* [Input data]:
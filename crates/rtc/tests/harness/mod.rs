//! Integration test harness
//!
//! Provides:
//! - Call and room fixtures wired to the in-memory fakes from
//!   `tandem_rtc::testing`
//! - [`TestHub`], a loopback WebSocket hub for exercising the real client
//! - [`eventually`] for waiting on state published by background tasks

#![allow(dead_code)]

use futures::{SinkExt, StreamExt};
use parking_lot::Mutex;
use serde_json::{json, Value};
use std::sync::atomic::{AtomicUsize, Ordering};
use std::sync::Arc;
use std::time::Duration;
use tandem_rtc::signaling::HubEvent;
use tandem_rtc::testing::{FakeChannel, FakeConnectionFactory, FakeConnector};
use tandem_rtc::{
    CallSession, Collaborators, PeerId, RoomSession, RtcConfig, SilentMediaDevices, StaticToken,
};
use tokio::net::{TcpListener, TcpStream};
use tokio::task::JoinHandle;
use tokio_tungstenite::tungstenite::handshake::server::{ErrorResponse, Request, Response};
use tokio_tungstenite::tungstenite::Message;

/// Initialize test logging (call once per test)
pub fn init_logging() {
    let _ = tracing_subscriber::fmt()
        .with_env_filter("info,tandem_rtc=debug")
        .with_test_writer()
        .try_init();
}

/// Short ticks so duration tests stay fast
pub fn test_config() -> RtcConfig {
    RtcConfig {
        duration_tick_ms: 100,
        ..Default::default()
    }
}

/// Poll `condition` until it holds; panics after two seconds
pub async fn eventually<F: FnMut() -> bool>(what: &str, mut condition: F) {
    let deadline = tokio::time::Instant::now() + Duration::from_secs(2);
    while !condition() {
        if tokio::time::Instant::now() >= deadline {
            panic!("Timed out waiting for {}", what);
        }
        tokio::time::sleep(Duration::from_millis(5)).await;
    }
}

pub fn peer(id: &str) -> PeerId {
    PeerId::from(id)
}

// ============================================================================
// Call fixture
// ============================================================================

/// A call session over a fake channel
pub struct CallFixture {
    pub session: CallSession,
    pub channel: Arc<FakeChannel>,
    pub factory: Arc<FakeConnectionFactory>,
    pub devices: Arc<SilentMediaDevices>,
}

impl CallFixture {
    pub fn new() -> Self {
        Self::with_devices(SilentMediaDevices::new())
    }

    pub fn with_devices(devices: SilentMediaDevices) -> Self {
        init_logging();
        let channel = FakeChannel::new();
        let factory = Arc::new(FakeConnectionFactory::new());
        let devices = Arc::new(devices);
        let collab = Collaborators {
            connector: Arc::new(FakeConnector::new()),
            tokens: Arc::new(StaticToken("call-token".to_string())),
            connections: factory.clone(),
            devices: devices.clone(),
            directory: None,
        };
        let session = CallSession::with_channel(test_config(), collab, channel.clone())
            .expect("valid call session");
        Self {
            session,
            channel,
            factory,
            devices,
        }
    }
}

// ============================================================================
// Room fixture
// ============================================================================

/// A room session joined through a fake connector
pub struct RoomFixture {
    pub session: RoomSession,
    pub connector: Arc<FakeConnector>,
    pub factory: Arc<FakeConnectionFactory>,
    pub devices: Arc<SilentMediaDevices>,
}

/// Join response naming `self_id` with `role` and the given `(peer_id, name)` roster
pub fn join_reply(self_id: &str, role: &str, others: &[(&str, &str)]) -> Value {
    let participants: Vec<Value> = others
        .iter()
        .map(|(id, name)| json!({ "peer_id": id, "display_name": name, "role": "participant" }))
        .collect();
    json!({ "peer_id": self_id, "role": role, "participants": participants })
}

impl RoomFixture {
    pub fn new() -> Self {
        init_logging();
        let connector = Arc::new(FakeConnector::new());
        let factory = Arc::new(FakeConnectionFactory::new());
        let devices = Arc::new(SilentMediaDevices::new());
        let collab = Collaborators {
            connector: connector.clone(),
            tokens: Arc::new(StaticToken("room-token".to_string())),
            connections: factory.clone(),
            devices: devices.clone(),
            directory: None,
        };
        let session = RoomSession::new(test_config(), collab).expect("valid room session");
        Self {
            session,
            connector,
            factory,
            devices,
        }
    }

    /// Queue a channel answering `room.join` with `reply`
    pub fn queue_channel(&self, reply: Value) -> Arc<FakeChannel> {
        let channel = FakeChannel::new();
        channel.reply("room.join", reply);
        self.connector.enqueue(channel.clone());
        channel
    }

    /// Join `room_id` as `self_id` with the given role and roster
    pub async fn joined(
        self_id: &str,
        role: &str,
        others: &[(&str, &str)],
    ) -> (Self, Arc<FakeChannel>) {
        let fixture = Self::new();
        let channel = fixture.queue_channel(join_reply(self_id, role, others));
        fixture
            .session
            .connect_to_room("room-1", self_id)
            .await
            .expect("join room");
        (fixture, channel)
    }
}

// ============================================================================
// Loopback hub
// ============================================================================

/// Minimal JSON-RPC hub on a random local port
///
/// - `room.join` answers with a host role
/// - `room.end` answers with a not-authorized error
/// - `room.raise_hand` pushes a `participant.hand_changed` notification first
/// - `room.leave` closes the socket without answering
/// - anything else answers `null`
pub struct TestHub {
    pub url: String,
    auth_headers: Arc<Mutex<Vec<String>>>,
    connections: Arc<AtomicUsize>,
    acceptor: JoinHandle<()>,
}

impl TestHub {
    pub async fn start() -> Self {
        let listener = TcpListener::bind("127.0.0.1:0").await.expect("bind hub");
        let addr = listener.local_addr().expect("hub address");
        let auth_headers = Arc::new(Mutex::new(Vec::new()));
        let connections = Arc::new(AtomicUsize::new(0));

        let headers = auth_headers.clone();
        let count = connections.clone();
        let acceptor = tokio::spawn(async move {
            while let Ok((stream, _)) = listener.accept().await {
                count.fetch_add(1, Ordering::SeqCst);
                tokio::spawn(serve(stream, headers.clone()));
            }
        });

        Self {
            url: format!("ws://{}/hubs/signaling", addr),
            auth_headers,
            connections,
            acceptor,
        }
    }

    /// Authorization headers presented on each handshake
    pub fn auth_headers(&self) -> Vec<String> {
        self.auth_headers.lock().clone()
    }

    pub fn connection_count(&self) -> usize {
        self.connections.load(Ordering::SeqCst)
    }

    /// Stop accepting new connections; open sockets stay up
    pub fn stop_accepting(&self) {
        self.acceptor.abort();
    }
}

impl Drop for TestHub {
    fn drop(&mut self) {
        self.acceptor.abort();
    }
}

async fn serve(stream: TcpStream, headers: Arc<Mutex<Vec<String>>>) {
    let callback = move |request: &Request, response: Response| -> Result<Response, ErrorResponse> {
        if let Some(value) = request.headers().get("authorization") {
            headers
                .lock()
                .push(value.to_str().unwrap_or_default().to_string());
        }
        Ok(response)
    };
    let Ok(mut ws) = tokio_tungstenite::accept_hdr_async(stream, callback).await else {
        return;
    };

    while let Some(Ok(message)) = ws.next().await {
        let Message::Text(text) = message else {
            continue;
        };
        let frame: Value = match serde_json::from_str(&text) {
            Ok(frame) => frame,
            Err(_) => continue,
        };
        let id = frame["id"].clone();
        let method = frame["method"].as_str().unwrap_or_default().to_string();

        let reply = match method.as_str() {
            "room.join" => json!({
                "jsonrpc": "2.0",
                "id": id,
                "result": { "peer_id": "me", "role": "host", "participants": [] }
            }),
            "room.end" => json!({
                "jsonrpc": "2.0",
                "id": id,
                "error": { "code": -32002, "message": "Not authorized" }
            }),
            "room.raise_hand" => {
                let event = HubEvent::HandChanged {
                    peer_id: PeerId::from("me"),
                    raised: frame["params"]["raised"].as_bool().unwrap_or_default(),
                };
                let notification = event.to_notification().expect("encode notification");
                let text = serde_json::to_string(&notification).expect("serialize notification");
                if ws.send(Message::Text(text)).await.is_err() {
                    return;
                }
                json!({ "jsonrpc": "2.0", "id": id, "result": null })
            }
            "room.leave" => {
                let _ = ws.close(None).await;
                return;
            }
            _ => json!({ "jsonrpc": "2.0", "id": id, "result": null }),
        };

        if ws.send(Message::Text(reply.to_string())).await.is_err() {
            return;
        }
    }
}
//! Media devices that hand out track handles with no capture behind them
//!
//! Used by headless clients (the `room-probe` binary) and by tests. A denied
//! instance behaves like a user rejecting the permission prompt.
//!
//! Microphone tracks carry a 20 ms Opus silence frame per tick until stopped,
//! so the far end sees real RTP. Camera tracks carry no frames.

use super::{MediaConstraints, MediaSample, MediaStream, MediaTrack, TrackKind};
use crate::ports::MediaDevices;
use crate::{Error, Result};
use async_trait::async_trait;
use parking_lot::Mutex;
use std::time::Duration;
use tracing::debug;

/// Opus TOC 0xf8 (CELT fullband, 20 ms, mono) followed by a silence payload
const OPUS_SILENCE: [u8; 3] = [0xf8, 0xff, 0xfe];
const FRAME_DURATION: Duration = Duration::from_millis(20);

/// Push silence into `track` in real time until it is stopped
fn pump_silence(track: MediaTrack) {
    tokio::spawn(async move {
        let mut ticker = tokio::time::interval(FRAME_DURATION);
        ticker.set_missed_tick_behavior(tokio::time::MissedTickBehavior::Skip);
        while track.is_live() {
            ticker.tick().await;
            track.push_sample(MediaSample::new(OPUS_SILENCE.to_vec(), FRAME_DURATION));
        }
        debug!("Silence pump for track {} stopped", track.id());
    });
}

/// Silent synthetic camera/microphone
#[derive(Default)]
pub struct SilentMediaDevices {
    deny: bool,
    delay: Option<Duration>,
    issued: Mutex<Vec<MediaStream>>,
}

impl SilentMediaDevices {
    pub fn new() -> Self {
        Self::default()
    }

    /// Every acquisition fails as if permission was denied
    pub fn denied() -> Self {
        Self {
            deny: true,
            ..Default::default()
        }
    }

    /// Suspend each acquisition for `delay` (simulates a permission prompt)
    pub fn with_delay(delay: Duration) -> Self {
        Self {
            delay: Some(delay),
            ..Default::default()
        }
    }

    /// Every stream handed out so far
    pub fn issued(&self) -> Vec<MediaStream> {
        self.issued.lock().clone()
    }

    /// Live tracks across every stream handed out so far
    pub fn live_track_count(&self) -> usize {
        self.issued.lock().iter().map(|s| s.live_track_count()).sum()
    }
}

#[async_trait]
impl MediaDevices for SilentMediaDevices {
    async fn acquire(&self, constraints: &MediaConstraints) -> Result<MediaStream> {
        if let Some(delay) = self.delay {
            tokio::time::sleep(delay).await;
        }

        if self.deny {
            return Err(Error::MediaAcquisition("Permission denied".to_string()));
        }

        if !constraints.audio && !constraints.video {
            return Err(Error::MediaAcquisition(
                "At least one of audio or video must be requested".to_string(),
            ));
        }

        let mut tracks = Vec::new();
        if constraints.audio {
            let microphone = MediaTrack::new(
                TrackKind::Audio,
                "silent microphone",
                constraints.audio_device_id.clone(),
            );
            pump_silence(microphone.clone());
            tracks.push(microphone);
        }
        if constraints.video {
            tracks.push(MediaTrack::new(
                TrackKind::Video,
                "blank camera",
                constraints.video_device_id.clone(),
            ));
        }

        let stream = MediaStream::new(tracks);
        debug!("Issued silent stream {} ({:?})", stream.id(), constraints);
        self.issued.lock().push(stream.clone());
        Ok(stream)
    }
}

* [What needs to be done]: Find every line in the entries that includes the word "MediaSample", then state how many there are and nothing else.

* [Finished task]: 2